The drumbeat of lamentation of how cursive handwriting is dying continues (It seems like every year we have a post on the death knell of cursive, so why should 2011 be any different?)
Young people rarely use cursive anymore, and that may be fine for their daily communication needs, but consider this report by Katie Zezima for The New York Times: the death of cursive also means that a growing number of historical documents will become indecipherable to them.
Jimmy Bryant, director of Archives and Special Collections at the University of Central Arkansas, says that a connection to archival material is lost when students turn away from cursive. While teaching last year, Mr. Bryant, on a whim, asked students to raise their hands if they wrote in cursive as a way to communicate. None did.

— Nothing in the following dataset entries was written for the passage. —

//! Launching the agent binary and tearing it down again.
//!
//! [`spawn`] starts the process and hands back two halves: an [`AgentProcess`]
//! that owns the OS handle and the termination protocol, and [`AgentLines`], a
//! lazy stream over stdout. Stderr is collected in the background (bounded) so a
//! chatty agent can never block on a full pipe; it is logged once the process
//! has exited.
//!
//! On Unix the agent leads its own process group and both termination signals
//! go to the whole group, so tools the agent started die with it.

use crate::codec::AgentLineCodec;
use crate::error::{GatewayError, Result};
use std::{
    path::Path,
    process::{ExitStatus, Stdio},
    time::Duration,
};
use tokio::{
    io::AsyncReadExt,
    process::{Child, ChildStderr, ChildStdout, Command},
    task::JoinHandle,
};
use tokio_util::codec::FramedRead;
use tracing::{debug, info, warn};

/// How long a process gets between SIGTERM and SIGKILL.
pub const DEFAULT_GRACE_PERIOD: Duration = Duration::from_secs(5);

/// Characters of stderr included in the post-exit log line.
pub const STDERR_LOG_CHARS: usize = 500;

/// Upper bound on stderr bytes retained per process; the rest is discarded.
const STDERR_CAPTURE_BYTES: usize = 16 * 1024;

/// How long to wait for the stderr collector after exit (grandchildren may
/// still hold the pipe open).
const STDERR_DRAIN_TIMEOUT: Duration = Duration::from_secs(1);

/// Lazy, forward-only sequence of decoded stdout lines.
pub type AgentLines = FramedRead<ChildStdout, AgentLineCodec>;

/// Start `program args…` in `cwd` with the current environment.
///
/// Fails with [`GatewayError::Launch`] if the OS refuses to start the process.
pub fn spawn(
    program: &Path,
    args: &[String],
    cwd: &Path,
    max_line_bytes: usize,
) -> Result<(AgentProcess, AgentLines)> {
    let mut command = Command::new(program);
    command
        .args(args)
        .current_dir(cwd)
        .stdin(Stdio::null())
        .stdout(Stdio::piped())
        .stderr(Stdio::piped())
        // Backstop only: the normal paths always reap explicitly.
        .kill_on_drop(true);
    #[cfg(unix)]
    command.process_group(0);

    let mut child = command.spawn().map_err(GatewayError::Launch)?;

    let pid = child.id().ok_or_else(|| {
        GatewayError::Launch(std::io::Error::other(
            "process exited before its pid could be read",
        ))
    })?;

    let stdout = child.stdout.take().ok_or_else(|| {
        GatewayError::Launch(std::io::Error::other("stdout pipe was not captured"))
    })?;
    let stderr = child.stderr.take().map(collect_stderr);

    info!(pid, program = %program.display(), "Agent subprocess started");

    let lines = FramedRead::new(stdout, AgentLineCodec::new(max_line_bytes));
    Ok((AgentProcess { child, pid, stderr }, lines))
}

fn collect_stderr(mut stderr: ChildStderr) -> JoinHandle<Vec<u8>> {
    tokio::spawn(async move {
        let mut kept = Vec::new();
        let mut chunk = [0u8; 4096];
        loop {
            match stderr.read(&mut chunk).await {
                Ok(0) | Err(_) => break,
                Ok(n) => {
                    let room = STDERR_CAPTURE_BYTES.saturating_sub(kept.len());
                    kept.extend_from_slice(&chunk[..n.min(room)]);
                }
            }
        }
        kept
    })
}

/// Exclusive owner of one agent OS process.
#[derive(Debug)]
pub struct AgentProcess {
    child: Child,
    pid: u32,
    stderr: Option<JoinHandle<Vec<u8>>>,
}

impl AgentProcess {
    pub fn pid(&self) -> u32 {
        self.pid
    }

    /// Wait for the process to exit on its own.
    pub async fn wait(&mut self) -> Result<ExitStatus> {
        Ok(self.child.wait().await?)
    }

    /// Graceful-then-forced shutdown.
    ///
    /// Sends SIGTERM to the process group, waits up to `grace`, then SIGKILLs
    /// the group. Always reaps the process before returning, so no zombie is
    /// left behind. Calling it on a process that already exited just returns
    /// the cached status.
    pub async fn terminate(&mut self, grace: Duration) -> Result<ExitStatus> {
        if let Some(status) = self.child.try_wait()? {
            return Ok(status);
        }

        info!(pid = self.pid, "Sending SIGTERM to agent subprocess");
        self.signal_terminate();

        match tokio::time::timeout(grace, self.child.wait()).await {
            Ok(status) => Ok(status?),
            Err(_) => {
                warn!(
                    pid = self.pid,
                    grace_ms = grace.as_millis() as u64,
                    "Agent did not exit within grace period, force killing"
                );
                self.signal_kill();
                Ok(self.child.wait().await?)
            }
        }
    }

    /// The leader is not reaped yet (try_wait above), so its pid still names
    /// our process group.
    #[cfg(unix)]
    fn signal_group(&self, signal: nix::sys::signal::Signal) -> bool {
        use nix::sys::signal::killpg;
        use nix::unistd::Pid;

        match killpg(Pid::from_raw(self.pid as i32), signal) {
            Ok(()) => true,
            Err(e) => {
                debug!(pid = self.pid, "{:?} to process group failed: {}", signal, e);
                false
            }
        }
    }

    #[cfg(unix)]
    fn signal_terminate(&mut self) {
        self.signal_group(nix::sys::signal::Signal::SIGTERM);
    }

    #[cfg(not(unix))]
    fn signal_terminate(&mut self) {
        let _ = self.child.start_kill();
    }

    fn signal_kill(&mut self) {
        #[cfg(unix)]
        if self.signal_group(nix::sys::signal::Signal::SIGKILL) {
            return;
        }
        if let Err(e) = self.child.start_kill() {
            // Raced with a natural exit; the caller's wait picks up the status.
            debug!(pid = self.pid, "SIGKILL failed: {}", e);
        }
    }

    /// Log the exit status and whatever the agent wrote to stderr.
    ///
    /// Must be called after the process has exited.
    pub async fn finish(mut self, status: Option<ExitStatus>) {
        match status {
            Some(status) => info!(pid = self.pid, code = ?status.code(), "Agent subprocess finished"),
            None => info!(pid = self.pid, "Agent subprocess finished with unknown status"),
        }

        let Some(handle) = self.stderr.take() else {
            return;
        };
        let bytes = match tokio::time::timeout(STDERR_DRAIN_TIMEOUT, handle).await {
            Ok(Ok(bytes)) => bytes,
            Ok(Err(e)) => {
                debug!(pid = self.pid, "stderr collector failed: {}", e);
                return;
            }
            Err(_) => {
                debug!(pid = self.pid, "stderr still open after exit, giving up on it");
                return;
            }
        };

        let text = String::from_utf8_lossy(&bytes);
        let text = text.trim();
        if !text.is_empty() {
            let excerpt: String = text.chars().take(STDERR_LOG_CHARS).collect();
            warn!(pid = self.pid, "Agent stderr: {}", excerpt);
        }
    }
}
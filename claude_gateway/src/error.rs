//! Error types for the HTTP gateway

use axum::{
    Json,
    http::{HeaderValue, StatusCode, header},
    response::{IntoResponse, Response},
};
use serde_json::json;
use thiserror::Error;

/// Startup configuration problems.
#[derive(Error, Debug)]
pub enum ConfigError {
    #[error("{0} must be set")]
    Missing(&'static str),

    #[error("{key} has an invalid value: {value:?}")]
    Invalid { key: &'static str, value: String },

    #[error("Claude Code CLI not found in PATH; install it or set CLAUDE_PATH")]
    AgentNotFound,
}

/// Failures a request handler reports to the client as `{"error": …}`.
#[derive(Error, Debug)]
pub enum ApiError {
    #[error("{0}")]
    BadRequest(String),

    #[error("Invalid credentials")]
    Unauthorized,

    #[error("{0}")]
    NotFound(String),

    #[error(transparent)]
    Gateway(#[from] claude_gateway_core::GatewayError),
}

impl ApiError {
    pub fn status(&self) -> StatusCode {
        match self {
            ApiError::BadRequest(_) => StatusCode::BAD_REQUEST,
            ApiError::Unauthorized => StatusCode::UNAUTHORIZED,
            ApiError::NotFound(_) => StatusCode::NOT_FOUND,
            ApiError::Gateway(_) => StatusCode::INTERNAL_SERVER_ERROR,
        }
    }
}

impl IntoResponse for ApiError {
    fn into_response(self) -> Response {
        let status = self.status();
        let mut response = (status, Json(json!({ "error": self.to_string() }))).into_response();
        if status == StatusCode::UNAUTHORIZED {
            response
                .headers_mut()
                .insert(header::WWW_AUTHENTICATE, HeaderValue::from_static("Basic"));
        }
        response
    }
}
//! Runtime settings, read from the environment (and `.env`, loaded by `main`).

use crate::error::ConfigError;
use claude_gateway_core::codec::DEFAULT_MAX_LINE_BYTES;
use std::{fmt, path::PathBuf};

pub const DEFAULT_HOST: &str = "0.0.0.0";
pub const DEFAULT_PORT: u16 = 9876;
pub const DEFAULT_LOG_LEVEL: &str = "debug";

#[derive(Clone)]
pub struct Settings {
    pub host: String,
    pub port: u16,
    pub auth_user: String,
    pub auth_password: String,
    /// Explicit agent binary; `None` means look `claude` up on PATH.
    pub claude_path: Option<PathBuf>,
    pub log_level: String,
    /// Directory for daily rolling log files; `None` logs to stderr only.
    pub log_dir: Option<PathBuf>,
    /// Longest accepted agent output line, in bytes.
    pub buffer_limit: usize,
}

impl Settings {
    pub fn from_env() -> Result<Self, ConfigError> {
        Self::from_lookup(|key| std::env::var(key).ok())
    }

    /// Build settings from an arbitrary variable source. Empty values count as unset.
    pub fn from_lookup(lookup: impl Fn(&str) -> Option<String>) -> Result<Self, ConfigError> {
        let get = |key: &str| lookup(key).filter(|v| !v.trim().is_empty());
        let required = |key: &'static str| get(key).ok_or(ConfigError::Missing(key));

        let port = match get("PORT") {
            Some(raw) => parse_number("PORT", &raw)?,
            None => DEFAULT_PORT,
        };
        let buffer_limit = match get("BUFFER_LIMIT") {
            Some(raw) => parse_number("BUFFER_LIMIT", &raw)?,
            None => DEFAULT_MAX_LINE_BYTES,
        };
        if buffer_limit == 0 {
            return Err(ConfigError::Invalid {
                key: "BUFFER_LIMIT",
                value: "0".into(),
            });
        }

        Ok(Self {
            host: get("HOST").unwrap_or_else(|| DEFAULT_HOST.to_string()),
            port,
            auth_user: required("AUTH_USER")?,
            auth_password: required("AUTH_PASSWORD")?,
            claude_path: get("CLAUDE_PATH").map(PathBuf::from),
            log_level: get("LOG_LEVEL")
                .map(|l| l.to_lowercase())
                .unwrap_or_else(|| DEFAULT_LOG_LEVEL.to_string()),
            log_dir: get("LOG_DIR").map(PathBuf::from),
            buffer_limit,
        })
    }

    pub fn bind_addr(&self) -> String {
        if self.host.contains(':') && !self.host.starts_with('[') {
            format!("[{}]:{}", self.host, self.port)
        } else {
            format!("{}:{}", self.host, self.port)
        }
    }
}

fn parse_number<T: std::str::FromStr>(key: &'static str, raw: &str) -> Result<T, ConfigError> {
    raw.trim().parse().map_err(|_| ConfigError::Invalid {
        key,
        value: raw.to_string(),
    })
}

// Keeps the password out of logs.
impl fmt::Debug for Settings {
    fn fmt(&self, f: &mut fmt::Formatter<'_>) -> fmt::Result {
        f.debug_struct("Settings")
            .field("host", &self.host)
            .field("port", &self.port)
            .field("auth_user", &self.auth_user)
            .field("auth_password", &"<redacted>")
            .field("claude_path", &self.claude_path)
            .field("log_level", &self.log_level)
            .field("log_dir", &self.log_dir)
            .field("buffer_limit", &self.buffer_limit)
            .finish()
    }
}
//! Route handlers.

use crate::bridge::AppState;
use crate::error::ApiError;
use axum::{
    Json,
    extract::{Path, State, rejection::JsonRejection},
    http::{HeaderName, HeaderValue, header},
    response::{
        IntoResponse, Response,
        sse::{Event, KeepAlive, Sse},
    },
};
use claude_gateway_core::{InvocationRequest, OutputEvent};
use futures::StreamExt;
use serde::Serialize;
use serde_json::{Value, json};
use std::{convert::Infallible, sync::Arc};
use tracing::{debug, error, info, warn};

pub const PROCESS_ID_HEADER: &str = "x-process-id";

pub async fn root() -> Json<Value> {
    Json(json!({
        "message": "Claude Code API Gateway",
        "docs": "/docs",
        "health": "/health",
    }))
}

pub async fn docs() -> Json<Value> {
    Json(json!({
        "endpoints": [
            { "method": "GET", "path": "/health", "auth": false, "description": "Service status and Claude Code version" },
            { "method": "POST", "path": "/chat", "auth": true, "description": "Run Claude Code and stream its stream-json output as SSE; X-Process-ID carries the id" },
            { "method": "DELETE", "path": "/chat/{process_id}", "auth": true, "description": "Cancel a running invocation" },
            { "method": "GET", "path": "/processes", "auth": true, "description": "List running invocations" },
        ],
        "sse_events": ["message", "done", "error", "cancelled"],
    }))
}

#[derive(Debug, Serialize)]
pub struct HealthResponse {
    pub status: &'static str,
    pub claude_path: String,
    pub claude_version: String,
}

pub async fn health(State(state): State<Arc<AppState>>) -> Json<HealthResponse> {
    debug!("Health check requested");
    Json(HealthResponse {
        status: "ok",
        claude_path: state.agent.path.display().to_string(),
        claude_version: state.agent.version.clone(),
    })
}

/// Frame one output event for the wire.
pub fn sse_event(event: OutputEvent) -> Event {
    match event {
        OutputEvent::Line(line) => {
            // SSE fields cannot carry bare carriage returns.
            let data = if line.contains('\r') {
                line.replace('\r', "")
            } else {
                line
            };
            Event::default().event("message").data(data)
        }
        OutputEvent::Done { id } => Event::default()
            .event("done")
            .data(json!({ "process_id": id }).to_string()),
        OutputEvent::Error { message } => Event::default()
            .event("error")
            .data(json!({ "error": message }).to_string()),
        OutputEvent::Cancelled { id } => Event::default()
            .event("cancelled")
            .data(json!({ "process_id": id }).to_string()),
    }
}

pub async fn chat(
    State(state): State<Arc<AppState>>,
    payload: Result<Json<InvocationRequest>, JsonRejection>,
) -> Result<Response, ApiError> {
    let Json(request) = payload.map_err(|e| ApiError::BadRequest(e.body_text()))?;

    debug!(
        cwd = %request.cwd.display(),
        model = ?request.model,
        session_id = ?request.session_id,
        prompt_chars = request.prompt.chars().count(),
        "Chat request"
    );

    match tokio::fs::metadata(&request.cwd).await {
        Ok(meta) if meta.is_dir() => {}
        Ok(_) => {
            error!("Path is not a directory: {}", request.cwd.display());
            return Err(ApiError::BadRequest(format!(
                "Path is not a directory: {}",
                request.cwd.display()
            )));
        }
        Err(_) => {
            error!("Directory does not exist: {}", request.cwd.display());
            return Err(ApiError::BadRequest(format!(
                "Directory does not exist: {}",
                request.cwd.display()
            )));
        }
    }

    let (process_id, output) = state.gateway.start_invocation(&request).await?;
    info!(process_id = %process_id, "Started invocation");

    let events = output.map(|event| Ok::<_, Infallible>(sse_event(event)));
    let mut response = Sse::new(events)
        .keep_alive(KeepAlive::default())
        .into_response();

    let headers = response.headers_mut();
    if let Ok(value) = HeaderValue::from_str(&process_id) {
        headers.insert(HeaderName::from_static(PROCESS_ID_HEADER), value);
    }
    headers.insert(header::CACHE_CONTROL, HeaderValue::from_static("no-cache"));
    headers.insert(
        HeaderName::from_static("x-accel-buffering"),
        HeaderValue::from_static("no"),
    );
    Ok(response)
}

pub async fn cancel_chat(
    State(state): State<Arc<AppState>>,
    Path(process_id): Path<String>,
) -> Result<Json<Value>, ApiError> {
    info!(process_id = %process_id, "Cancel requested");

    if !state.gateway.cancel_invocation(&process_id).await {
        warn!(process_id = %process_id, "Process not found");
        return Err(ApiError::NotFound(format!(
            "Process not found: {process_id}"
        )));
    }

    info!(process_id = %process_id, "Process cancelled");
    Ok(Json(json!({
        "status": "cancelled",
        "process_id": process_id,
    })))
}

pub async fn list_processes(State(state): State<Arc<AppState>>) -> Json<Value> {
    let processes = state.gateway.list_invocations();
    debug!(count = processes.len(), "Returning active processes");
    Json(json!({
        "count": processes.len(),
        "processes": processes,
    }))
}

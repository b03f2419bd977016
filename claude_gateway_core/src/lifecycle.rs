//! Observable lifecycle of a single invocation.
//!
//! ```text
//! Starting ──► Running ──► Completing ──► Terminated
//!     │           │            │               ▲
//!     │           └──► Cancelling ◄────────────┤
//!     └────────────────────────────────────────┘ (launch failure)
//! ```
//!
//! State lives in a `tokio::sync::watch` channel so a canceller can wait for
//! `Terminated` without polling.

use std::sync::Arc;
use tokio::sync::watch;

#[derive(Debug, Clone, Copy, PartialEq, Eq)]
pub enum InvocationState {
    /// Registry entry exists, the OS process may not yet.
    Starting,
    /// Process alive, output being read.
    Running { pid: u32 },
    /// Output reached EOF, waiting for the exit status.
    Completing,
    /// Termination protocol in progress.
    Cancelling,
    /// Process reaped and resources released.
    Terminated,
}

impl InvocationState {
    pub fn is_terminal(&self) -> bool {
        matches!(self, InvocationState::Terminated)
    }

    pub fn label(&self) -> &'static str {
        match self {
            InvocationState::Starting => "starting",
            InvocationState::Running { .. } => "running",
            InvocationState::Completing => "completing",
            InvocationState::Cancelling => "cancelling",
            InvocationState::Terminated => "terminated",
        }
    }

    pub fn pid(&self) -> Option<u32> {
        match self {
            InvocationState::Running { pid } => Some(*pid),
            _ => None,
        }
    }
}

#[derive(Debug, Clone)]
pub struct Lifecycle {
    sender: Arc<watch::Sender<InvocationState>>,
}

impl Lifecycle {
    pub fn new() -> Self {
        let (sender, _) = watch::channel(InvocationState::Starting);
        Self {
            sender: Arc::new(sender),
        }
    }

    pub fn current(&self) -> InvocationState {
        *self.sender.borrow()
    }

    /// Starting → Running
    pub fn mark_running(&self, pid: u32) -> Result<(), &'static str> {
        self.advance(
            |s| matches!(s, InvocationState::Starting),
            InvocationState::Running { pid },
            "Can only start running from Starting",
        )
    }

    /// Running → Completing
    pub fn mark_completing(&self) -> Result<(), &'static str> {
        self.advance(
            |s| matches!(s, InvocationState::Running { .. }),
            InvocationState::Completing,
            "Can only complete from Running",
        )
    }

    /// Any live state → Cancelling
    pub fn mark_cancelling(&self) -> Result<(), &'static str> {
        self.advance(
            |s| !s.is_terminal() && !matches!(s, InvocationState::Cancelling),
            InvocationState::Cancelling,
            "Already cancelling or terminated",
        )
    }

    /// Any state → Terminated. Returns false if it was already terminated.
    pub fn mark_terminated(&self) -> bool {
        self.advance(
            |s| !s.is_terminal(),
            InvocationState::Terminated,
            "Already terminated",
        )
        .is_ok()
    }

    /// Resolves once the invocation reaches `Terminated`.
    pub async fn wait_terminated(&self) {
        let mut rx = self.sender.subscribe();
        // Err only if the sender is gone, and we hold it.
        let _ = rx.wait_for(InvocationState::is_terminal).await;
    }

    fn advance(
        &self,
        allowed: impl Fn(&InvocationState) -> bool,
        next: InvocationState,
        err: &'static str,
    ) -> Result<(), &'static str> {
        let mut transitioned = false;
        self.sender.send_if_modified(|state| {
            if allowed(state) {
                *state = next;
                transitioned = true;
            }
            transitioned
        });
        if transitioned { Ok(()) } else { Err(err) }
    }
}

impl Default for Lifecycle {
    fn default() -> Self {
        Self::new()
    }
}

#[cfg(test)]
mod tests {
    use super::*;
    use std::time::Duration;
    use tokio::time::timeout;

    #[test]
    fn test_natural_completion_path() {
        let lc = Lifecycle::new();
        assert_eq!(lc.current(), InvocationState::Starting);

        lc.mark_running(42).unwrap();
        assert_eq!(lc.current().pid(), Some(42));

        lc.mark_completing().unwrap();
        assert!(lc.mark_terminated());
        assert!(lc.current().is_terminal());
    }

    #[test]
    fn test_cannot_complete_before_running() {
        let lc = Lifecycle::new();
        assert!(lc.mark_completing().is_err());
        assert_eq!(lc.current(), InvocationState::Starting);
    }

    #[test]
    fn test_cancelling_only_once() {
        let lc = Lifecycle::new();
        lc.mark_running(1).unwrap();
        assert!(lc.mark_cancelling().is_ok());
        assert!(lc.mark_cancelling().is_err());
        assert!(lc.mark_terminated());
        assert!(!lc.mark_terminated());
        assert!(lc.mark_cancelling().is_err());
    }

    #[test]
    fn test_completing_can_escalate_to_cancelling() {
        let lc = Lifecycle::new();
        lc.mark_running(1).unwrap();
        lc.mark_completing().unwrap();
        assert!(lc.mark_cancelling().is_ok());
    }

    #[tokio::test]
    async fn test_wait_terminated_wakes_on_transition() {
        let lc = Lifecycle::new();
        let lc_clone = lc.clone();

        tokio::spawn(async move {
            tokio::time::sleep(Duration::from_millis(50)).await;
            lc_clone.mark_running(7).unwrap();
            tokio::time::sleep(Duration::from_millis(50)).await;
            lc_clone.mark_terminated();
        });

        timeout(Duration::from_secs(1), lc.wait_terminated())
            .await
            .expect("should observe Terminated");
    }

    #[tokio::test]
    async fn test_wait_terminated_immediate() {
        let lc = Lifecycle::new();
        lc.mark_terminated();
        timeout(Duration::from_millis(100), lc.wait_terminated())
            .await
            .expect("already terminal");
    }
}
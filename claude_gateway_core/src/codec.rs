//! Line framing for the agent's stdout.
//!
//! Like `tokio_util::codec::LinesCodec` with a length cap, except invalid UTF-8
//! is replaced instead of failing the stream, trailing whitespace is trimmed,
//! and blank lines are skipped.

use crate::error::GatewayError;
use bytes::BytesMut;
use std::cmp;
use tokio_util::codec::Decoder;

/// 100 MiB, the largest single stream-json message we accept.
pub const DEFAULT_MAX_LINE_BYTES: usize = 100 * 1024 * 1024;

#[derive(Debug, Clone)]
pub struct AgentLineCodec {
    max_length: usize,
    /// Bytes already scanned for a newline in the current buffer.
    next_index: usize,
}

impl AgentLineCodec {
    pub fn new(max_length: usize) -> Self {
        Self {
            max_length: max_length.max(1),
            next_index: 0,
        }
    }
}

impl Default for AgentLineCodec {
    fn default() -> Self {
        Self::new(DEFAULT_MAX_LINE_BYTES)
    }
}

fn to_line(bytes: &[u8]) -> Option<String> {
    let text = String::from_utf8_lossy(bytes);
    let trimmed = text.trim_end();
    if trimmed.is_empty() {
        None
    } else {
        Some(trimmed.to_string())
    }
}

impl Decoder for AgentLineCodec {
    type Item = String;
    type Error = GatewayError;

    fn decode(&mut self, buf: &mut BytesMut) -> Result<Option<String>, GatewayError> {
        loop {
            let read_to = cmp::min(self.max_length.saturating_add(1), buf.len());
            let newline = buf[self.next_index..read_to]
                .iter()
                .position(|b| *b == b'\n');

            match newline {
                Some(offset) => {
                    let newline_index = self.next_index + offset;
                    self.next_index = 0;
                    let frame = buf.split_to(newline_index + 1);
                    if let Some(line) = to_line(&frame[..newline_index]) {
                        return Ok(Some(line));
                    }
                }
                None if buf.len() > self.max_length => {
                    return Err(GatewayError::OutputRead(format!(
                        "output line exceeds {} bytes",
                        self.max_length
                    )));
                }
                None => {
                    self.next_index = read_to;
                    return Ok(None);
                }
            }
        }
    }

    fn decode_eof(&mut self, buf: &mut BytesMut) -> Result<Option<String>, GatewayError> {
        if let Some(line) = self.decode(buf)? {
            return Ok(Some(line));
        }
        if buf.is_empty() {
            return Ok(None);
        }
        // Final line without a trailing newline.
        let rest = buf.split_to(buf.len());
        self.next_index = 0;
        Ok(to_line(&rest))
    }
}

#[cfg(test)]
mod tests {
    use super::*;

    fn decode_all(codec: &mut AgentLineCodec, input: &[u8]) -> Vec<String> {
        let mut buf = BytesMut::from(input);
        let mut out = Vec::new();
        while let Some(line) = codec.decode(&mut buf).unwrap() {
            out.push(line);
        }
        while let Some(line) = codec.decode_eof(&mut buf).unwrap() {
            out.push(line);
        }
        out
    }

    #[test]
    fn test_splits_trims_and_skips_blank_lines() {
        let mut codec = AgentLineCodec::default();
        let lines = decode_all(&mut codec, b"one\r\n\n  \ntwo  \nthree");
        assert_eq!(lines, vec!["one", "two", "three"]);
    }

    #[test]
    fn test_invalid_utf8_is_replaced_not_fatal() {
        let mut codec = AgentLineCodec::default();
        let lines = decode_all(&mut codec, b"ok \xff\xfe end\nnext\n");
        assert_eq!(lines.len(), 2);
        assert!(lines[0].starts_with("ok "));
        assert!(lines[0].ends_with(" end"));
        assert_eq!(lines[1], "next");
    }

    #[test]
    fn test_partial_line_waits_for_more_input() {
        let mut codec = AgentLineCodec::default();
        let mut buf = BytesMut::from(&b"{\"type\":"[..]);
        assert!(codec.decode(&mut buf).unwrap().is_none());
        buf.extend_from_slice(b"\"system\"}\n");
        assert_eq!(
            codec.decode(&mut buf).unwrap().as_deref(),
            Some("{\"type\":\"system\"}")
        );
    }

    #[test]
    fn test_overlong_line_is_a_read_failure() {
        let mut codec = AgentLineCodec::new(8);
        let mut buf = BytesMut::from(&b"0123456789abcdef"[..]);
        let err = codec.decode(&mut buf).unwrap_err();
        assert!(matches!(err, GatewayError::OutputRead(_)));
    }

    #[test]
    fn test_line_at_exact_limit_is_accepted() {
        let mut codec = AgentLineCodec::new(4);
        let mut buf = BytesMut::from(&b"abcd\n"[..]);
        assert_eq!(codec.decode(&mut buf).unwrap().as_deref(), Some("abcd"));
    }
}
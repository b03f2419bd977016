use claude_gateway::{
    AgentBinary, Credentials, ServerConfig, Settings, logging::init_logging, start_server,
};
use clap::Parser;
use std::path::PathBuf;

/// HTTP gateway that runs the Claude Code CLI and streams its output as SSE.
///
/// Settings come from the environment (and a `.env` file in the working
/// directory); the flags below override them.
#[derive(Parser, Debug)]
#[command(name = "claude_gateway")]
#[command(version, about)]
struct Args {
    /// Host to bind (overrides HOST).
    #[arg(long)]
    host: Option<String>,

    /// Port to bind (overrides PORT).
    #[arg(long)]
    port: Option<u16>,

    /// Path to the claude binary (overrides CLAUDE_PATH).
    #[arg(long)]
    claude_path: Option<PathBuf>,

    /// Default log level when RUST_LOG is unset (overrides LOG_LEVEL).
    #[arg(long)]
    log_level: Option<String>,

    /// Write daily rolling log files here instead of stderr (overrides LOG_DIR).
    #[arg(long)]
    log_dir: Option<PathBuf>,
}

#[tokio::main]
async fn main() -> anyhow::Result<()> {
    let args = Args::parse();

    // A missing .env is fine; real env vars take precedence over it.
    let dotenv = dotenvy::dotenv();

    let mut settings = Settings::from_env()?;
    if let Some(host) = args.host {
        settings.host = host;
    }
    if let Some(port) = args.port {
        settings.port = port;
    }
    if let Some(path) = args.claude_path {
        settings.claude_path = Some(path);
    }
    if let Some(level) = args.log_level {
        settings.log_level = level;
    }
    if let Some(dir) = args.log_dir {
        settings.log_dir = Some(dir);
    }

    init_logging(&settings.log_level, settings.log_dir.as_deref())?;

    tracing::info!("Starting Claude Code API Gateway...");
    match dotenv {
        Ok(path) => tracing::debug!("Loaded environment from {}", path.display()),
        Err(e) if e.not_found() => {}
        Err(e) => tracing::warn!("Ignoring unreadable .env file: {}", e),
    }
    tracing::debug!(?settings, "Effective settings");

    let agent = AgentBinary::detect(settings.claude_path.as_deref()).await?;

    tracing::info!("Server configured: {}:{}", settings.host, settings.port);
    tracing::info!("Log level: {}", settings.log_level);

    start_server(ServerConfig {
        bind_addr: settings.bind_addr(),
        credentials: Credentials::new(&settings.auth_user, &settings.auth_password),
        agent,
        max_line_bytes: settings.buffer_limit,
    })
    .await
}
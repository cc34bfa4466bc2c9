// src/lib.rs
// Expose the download core as a library so any front end (CLI, GUI) can
// drive it through the same interface.

pub mod cli;
pub mod error;
pub mod fetcher;
pub mod manager;
pub mod record;
pub mod registry;
pub mod utils;
pub mod ytdlp;

pub use error::AppError;
pub use fetcher::{FetchProgress, MediaFetcher, MediaInfo, OutputPolicy};
pub use manager::DownloadManager;
pub use record::{DownloadRecord, DownloadStatus, JobId};
pub use registry::DownloadRegistry;
pub use ytdlp::YtDlpFetcher;

pub const VERSION: &str = env!("CARGO_PKG_VERSION");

That cursive-challenged class included Alex Heck, 22, who said she barely remembered how to read or write cursive. Ms. Heck and a cousin leafed through their grandmother’s journal shortly after she died, but could barely read her cursive handwriting.
“It was kind of cryptic,” Ms. Heck said. She and the cousin tried to decipher it like one might a code, reading passages back and forth. “I’m not used to reading cursive or writing it myself.”
Link | The Atlantic has the counterargument
This is a non issue. If something is not needed anymore: it will disappear. If something is still needed: it will not disappear. Doh.
I know people who have self-taught handwriting (and one who has taken classes that also included calligraphy.) Art forms like this are not generally lost quite so easily. There will be people who can read cursive and those who can't and that is just fine.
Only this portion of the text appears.